Pour la première fois depuis le début de l'affaire, les avocats d'Alexandre Benalla se sont exprimés ce lundi. Dans un communiqué envoyé à la presse, ils justifient la présence de leur client place de la Contrescarpe le 1er-Mai et dénoncent "l'utilisation médiatique et politique de son action".

Alexandre Benalla et Emmanuel Macron après le défilé du 14 juillet 2018 à Paris.
Alexandre Benalla et Emmanuel Macron après le défilé du 14 juillet 2018 à Paris. © Maxppp - PHILIPPE WOJAZER / POOL

Alexandre Benalla souhaitait "prêter main forte" aux policiers. C'est ainsi que les avocats de l'ancien collaborateur d'Emmanuel Macron justifient la présence et l'intervention de leur client, place de la Contrescarpe, lors des manifestations du 1er-Mai.

Une "initiative personnelle" qui "sert à porter atteinte à la présidence de la République"

Dans un communiqué adressé à la presse ce lundi ils affirment qu'Alexandre Benalla, mis en examen dimanche soir notamment pour "violences en réunion" après la diffusion d'images sur lesquelles on le voit en train de frapper et malmener des manifestants, avait repéré ce jour-là "deux individus particulièrement virulents" et a voulu aider "à la maîtrise de ces personnes", comme l'y autorise l'article 73 du code de procédure pénale

Toujours selon ce communiqué, Alexandre Benalla "a immédiatement rendu compte de son intervention personnelle, qui lui a été vivement reprochée". Selon lui, "cette initiative personnelle (...) sert manifestement aujourd'hui à porter atteinte à la présidence de la République dans des conditions qui défient l'entendement." Alexandra Benalla affirme également dans ce communiqué que son "action vigoureuse mais menée sans violence n'a causé aucune blessure". 
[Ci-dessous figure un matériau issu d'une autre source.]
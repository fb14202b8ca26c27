use serde::{Deserialize, Serialize, Serializer};
use serde_json::Value;

/// `code` attached to failures that never reached the backend
pub const TRANSPORT_ERROR_CODE: &str = "transport_error";
/// `code` attached to OK responses whose body could not be used
pub const UNEXPECTED_RESPONSE_CODE: &str = "unexpected_response";

/// Outcome of a single request. Exactly one variant carries data.
#[derive(Debug, Clone, PartialEq)]
pub enum ApiResult<T> {
    Success(ApiSuccess<T>),
    Failure(ApiFailure),
}

#[derive(Debug, Clone, PartialEq, Serialize, Deserialize)]
pub struct ApiSuccess<T> {
    pub data: T,
    #[serde(default, skip_serializing_if = "Option::is_none")]
    pub meta: Option<Value>,
    pub message: String,
    pub status: u16,
}

#[derive(Debug, Clone, PartialEq, Serialize, Deserialize)]
#[serde(rename_all = "camelCase")]
pub struct ApiFailure {
    pub error: String,
    pub status: u16,
    #[serde(default, skip_serializing_if = "Option::is_none")]
    pub code: Option<String>,
    #[serde(default, skip_serializing_if = "Option::is_none")]
    pub details: Option<Value>,
    #[serde(default, skip_serializing_if = "Option::is_none")]
    pub data: Option<Value>,
    #[serde(default, skip_serializing_if = "Option::is_none")]
    pub validation_errors: Option<Value>,
}

/// Failure taxonomy callers branch on
#[derive(Debug, Clone, Copy, PartialEq, Eq)]
pub enum ErrorKind {
    Unauthorized,
    NotFound,
    ServerError,
    ServiceUnavailable,
    ValidationFailure,
    UnexpectedShape,
    Transport,
    Other,
}

/// A single field-addressable validation message
#[derive(Debug, Clone, PartialEq, Eq, Serialize, Deserialize)]
pub struct FieldError {
    pub field: String,
    pub message: String,
}

impl ApiFailure {
    pub fn new(error: impl Into<String>, status: u16) -> Self {
        Self {
            error: error.into(),
            status,
            code: None,
            details: None,
            data: None,
            validation_errors: None,
        }
    }

    pub fn with_code(mut self, code: impl Into<String>) -> Self {
        self.code = Some(code.into());
        self
    }

    pub fn with_details(mut self, details: Value) -> Self {
        self.details = Some(details);
        self
    }

    pub fn kind(&self) -> ErrorKind {
        match self.code.as_deref() {
            Some(TRANSPORT_ERROR_CODE) => return ErrorKind::Transport,
            Some(UNEXPECTED_RESPONSE_CODE) => return ErrorKind::UnexpectedShape,
            _ => {}
        }

        if self.validation_errors.is_some() {
            return ErrorKind::ValidationFailure;
        }

        match self.status {
            401 => ErrorKind::Unauthorized,
            404 => ErrorKind::NotFound,
            503 => ErrorKind::ServiceUnavailable,
            500..=599 => ErrorKind::ServerError,
            _ => ErrorKind::Other,
        }
    }

    /// Validation errors in `[{field, message}]` or `{field: message | [messages]}` form.
    ///
    /// Entries in any other shape are skipped; the raw value stays in
    /// `validation_errors`.
    pub fn field_errors(&self) -> Vec<FieldError> {
        match &self.validation_errors {
            Some(Value::Array(entries)) => entries
                .iter()
                .filter_map(|entry| serde_json::from_value(entry.clone()).ok())
                .collect(),
            Some(Value::Object(map)) => map
                .iter()
                .flat_map(|(field, messages)| {
                    let messages = match messages {
                        Value::String(s) => vec![s.clone()],
                        Value::Array(items) => items
                            .iter()
                            .filter_map(|m| m.as_str().map(str::to_string))
                            .collect(),
                        _ => vec![],
                    };
                    messages.into_iter().map(|message| FieldError {
                        field: field.clone(),
                        message,
                    })
                })
                .collect(),
            _ => vec![],
        }
    }
}

impl<T> ApiResult<T> {
    pub fn is_success(&self) -> bool {
        matches!(self, Self::Success(_))
    }

    pub fn status(&self) -> u16 {
        match self {
            Self::Success(s) => s.status,
            Self::Failure(f) => f.status,
        }
    }

    pub fn data(&self) -> Option<&T> {
        match self {
            Self::Success(s) => Some(&s.data),
            Self::Failure(_) => None,
        }
    }

    pub fn failure(&self) -> Option<&ApiFailure> {
        match self {
            Self::Success(_) => None,
            Self::Failure(f) => Some(f),
        }
    }

    pub fn into_result(self) -> Result<ApiSuccess<T>, ApiFailure> {
        match self {
            Self::Success(s) => Ok(s),
            Self::Failure(f) => Err(f),
        }
    }

    pub fn map<U>(self, f: impl FnOnce(T) -> U) -> ApiResult<U> {
        match self {
            Self::Success(s) => ApiResult::Success(ApiSuccess {
                data: f(s.data),
                meta: s.meta,
                message: s.message,
                status: s.status,
            }),
            Self::Failure(failure) => ApiResult::Failure(failure),
        }
    }
}

impl<T: Serialize> Serialize for ApiResult<T> {
    fn serialize<S: Serializer>(&self, serializer: S) -> Result<S::Ok, S::Error> {
        #[derive(Serialize)]
        struct Tagged<'a, B> {
            success: bool,
            #[serde(flatten)]
            body: &'a B,
        }

        match self {
            Self::Success(body) => Tagged {
                success: true,
                body,
            }
            .serialize(serializer),
            Self::Failure(body) => Tagged {
                success: false,
                body,
            }
            .serialize(serializer),
        }
    }
}
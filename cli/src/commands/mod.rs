pub mod completions;
pub mod config;
pub mod init;
pub mod options;
pub mod query;
pub mod request;
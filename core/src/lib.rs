#![deny(clippy::expect_used, clippy::unwrap_used, clippy::panic)]

pub mod api;
pub mod filter;
pub mod messages;
pub mod models;
pub mod query;
pub mod result;
pub mod select;
pub mod source;
pub mod timers;

// Re-export commonly used types
pub use api::{
    classify_response, ApiClient, CacheDirective, ClientConfig, ClientError, Method,
    RequestBody, RequestContext, RequestOptions,
};
pub use filter::{FilterBar, FilterDescriptor, FilterError, FilterKind, SelectChoice};
pub use messages::{GenericMessage, MessageCatalog};
pub use models::{
    FetchPage, FetchParams, OptionSet, OptionValue, QueryBatch, QueryKey, QueryUpdate,
    SelectOption,
};
pub use query::{MemoryNavigator, NavigateMode, NavigateOptions, Navigator, QueryParams, QuerySync};
pub use result::{ApiFailure, ApiResult, ApiSuccess, ErrorKind, FieldError};
pub use select::{
    FormField, LoadingState, MemoryField, ScrollMetrics, SelectionConfig, SelectionField,
};
pub use source::{OptionSource, RemoteOptionSource, SourceError};
pub use timers::{TimerError, TimerTable};
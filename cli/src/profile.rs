use std::collections::BTreeMap;
use std::path::{Path, PathBuf};

use anyhow::{Context, Ok};
use serde::{Deserialize, Serialize};

pub const DEFAULT_PROFILE_NAME: &str = "default";

#[derive(Debug, Default, Serialize, Deserialize)]
pub struct Profile {
    pub base_url: Option<String>,
    pub locale: Option<String>,
    pub token_path: Option<String>,
    pub timeout_secs: Option<u64>,
    pub page_size: Option<u32>,
    /// Overrides for generic error messages, keyed like `not_found`
    #[serde(default)]
    pub messages: BTreeMap<String, String>,
}

impl Profile {
    pub fn from_path(profile: &Path) -> anyhow::Result<Option<Self>> {
        if !profile.exists() {
            return Ok(None);
        }

        let contents = std::fs::read_to_string(profile).context("Failed to read profile file")?;

        let profile: Self = toml::from_str(&contents).context("Failed to deserialize profile")?;

        Ok(Some(profile))
    }

    pub fn save(&self, profile_path: &Path) -> anyhow::Result<()> {
        let content = toml::to_string(self).context("Failed to serialize profile")?;

        if let Some(parent) = profile_path.parent() {
            std::fs::create_dir_all(parent).context("Failed to create profile directory")?;
        }

        std::fs::write(profile_path, content).context("Failed to write profile")?;

        Ok(())
    }
}

/// Get the XDG config directory, respecting XDG_CONFIG_HOME
pub fn get_config_dir() -> PathBuf {
    if let std::result::Result::Ok(xdg_config) = std::env::var("XDG_CONFIG_HOME") {
        // XDG_CONFIG_HOME is the base directory, add "caravan" subdirectory
        PathBuf::from(xdg_config).join("caravan")
    } else {
        directories::ProjectDirs::from("com", "beardo", "caravan")
            .map(|dirs| dirs.config_dir().to_path_buf())
            .unwrap_or_else(|| PathBuf::from("."))
    }
}

/// Get path to a named profile's config file
pub fn get_profile_config_path(profile_name: &str) -> PathBuf {
    get_config_dir()
        .join("profiles")
        .join(format!("{}.toml", profile_name))
}

/// Resolve the profile argument, which is either a profile name or a file path
pub fn get_profile_path(arg_profile: &Option<String>) -> PathBuf {
    match arg_profile {
        Some(arg) if looks_like_path(arg) => PathBuf::from(arg),
        Some(profile_name) => get_profile_config_path(profile_name),
        None => get_profile_config_path(DEFAULT_PROFILE_NAME),
    }
}

fn looks_like_path(arg: &str) -> bool {
    arg.ends_with(".toml") || arg.contains(std::path::MAIN_SEPARATOR) || arg.contains('/')
}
Selon Bruno Roger-Petit, porte-parole de l'Elysée, l'ex-collaborateur du chef de l'Etat, dont le licenciement a été annoncé vendredi, avait été mis à pied 15 jours en mai et "démis de ses fonctions en matière d'organisation de la sécurité des déplacements du président". Il apparaît pourtant sur plusieurs clichés récents aux côtés d'Emmanuel Macron ou du couple présidentiel.

Les manifestants malmenés se constituent parties civiles

Gérard Collomb, ministre de l'Intérieur, et Michel Delpuech, préfet de police de Paris, se sont expliqués ce lundi devant la commission d'enquête de l'Assemblée nationale. Tous les deux ont renvoyé l'Elysée à ses responsabilités. Le secrétaire général de l'Elysée, Alexis Kohler, doit être entendu à son tour par le Sénat, mardi.

Jean-Luc Mélenchon et Benoît Hamon ont demandé que le président de la République soit à son tour convoqué par la commission d'enquête parlementaire.

Par ailleurs, les deux manifestants molestés par Alexandre Benalla et un syndicat de policiers ont demandé à être parties civiles dans l'enquête judiciaire en cours. "Ils se sont constitués parties civiles aujourd'hui (lundi, NDLR)" a déclaré à l'AFP Me Sahand Saber, avocat de la jeune femme et du jeune homme filmés place de la Contrescarpe (Ve arrondissement de Paris), confirmant une information de LCI. Ces deux jeunes gens avaient déjà demandé à être entendus par les enquêteurs.